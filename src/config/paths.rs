//! Platform path resolution for soulclaw configuration and templates.

use anyhow::Result;
use std::path::PathBuf;

use super::types::Config;

impl Config {
    /// Returns the platform-specific configuration directory for soulclaw.
    ///
    /// `~/.config/soulclaw/` on Linux (`XDG_CONFIG_HOME/soulclaw`),
    /// `~/Library/Application Support/soulclaw/` on macOS, roaming
    /// app-data on Windows.
    ///
    /// # Errors
    ///
    /// Returns an error if the platform's config directory cannot be determined.
    pub fn config_dir() -> Result<PathBuf> {
        let dir = dirs::config_dir()
            .ok_or_else(|| anyhow::anyhow!("Could not determine config directory"))?
            .join(crate::constants::APP_NAME);
        Ok(dir)
    }

    /// Returns the full path to the soulclaw configuration file.
    ///
    /// `~/.config/soulclaw/config.json` on Linux.
    pub fn config_path() -> Result<PathBuf> {
        Ok(Self::config_dir()?.join(crate::constants::CONFIG_FILENAME))
    }

    /// Returns the prompt templates directory.
    ///
    /// `~/.config/soulclaw/prompts/` on Linux. Seeded with built-in
    /// templates on first use by [`crate::prompt`].
    pub fn prompts_dir() -> Result<PathBuf> {
        Ok(Self::config_dir()?.join(crate::constants::PROMPTS_DIRNAME))
    }
}
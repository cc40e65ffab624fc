//! Configuration types and path resolution for soulclaw.
//!
//! Soulclaw stores its settings as JSON at the platform's config path
//! (e.g. `~/.config/soulclaw/config.json` on Linux). The record is loaded
//! once per invocation and saved back as a whole; there is no field-level
//! persistence.

mod loader;
mod paths;
mod types;

pub use types::Config;
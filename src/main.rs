//! Entry point for soulclaw, a CLI that generates Openclaw-compatible
//! agent definition files using a hosted AI provider.
//!
//! This binary loads environment variables, parses CLI arguments via
//! [`cli`], and dispatches to the appropriate subcommand handler.

mod cli;
mod config;
mod constants;
mod error;
mod generate;
mod prompt;
mod provider;
mod wizard;

use anyhow::Result;

/// Runs the soulclaw CLI.
///
/// Loads `.env` files (silently ignored if absent), parses command-line
/// arguments into a [`cli::Cli`] struct, and dispatches the chosen
/// subcommand via [`cli::run`]. At most four provider requests are made
/// per run, sequentially, so a single-threaded runtime is enough.
#[tokio::main(flavor = "current_thread")]
async fn main() -> Result<()> {
    dotenvy::dotenv().ok();
    let cli = cli::parse();
    cli::run(cli).await
}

## Your goal
All lines from the one with "mod generate;" onward to the end of the records above should be repeated exactly, and only those lines.

## Task result
mod generate;
mod prompt;
mod provider;
mod wizard;

use anyhow::Result;

/// Runs the soulclaw CLI.
///
/// Loads `.env` files (silently ignored if absent), parses command-line
/// arguments into a [`cli::Cli`] struct, and dispatches the chosen
/// subcommand via [`cli::run`]. At most four provider requests are made
/// per run, sequentially, so a single-threaded runtime is enough.
#[tokio::main(flavor = "current_thread")]
async fn main() -> Result<()> {
    dotenvy::dotenv().ok();
    let cli = cli::parse();
    cli::run(cli).await
}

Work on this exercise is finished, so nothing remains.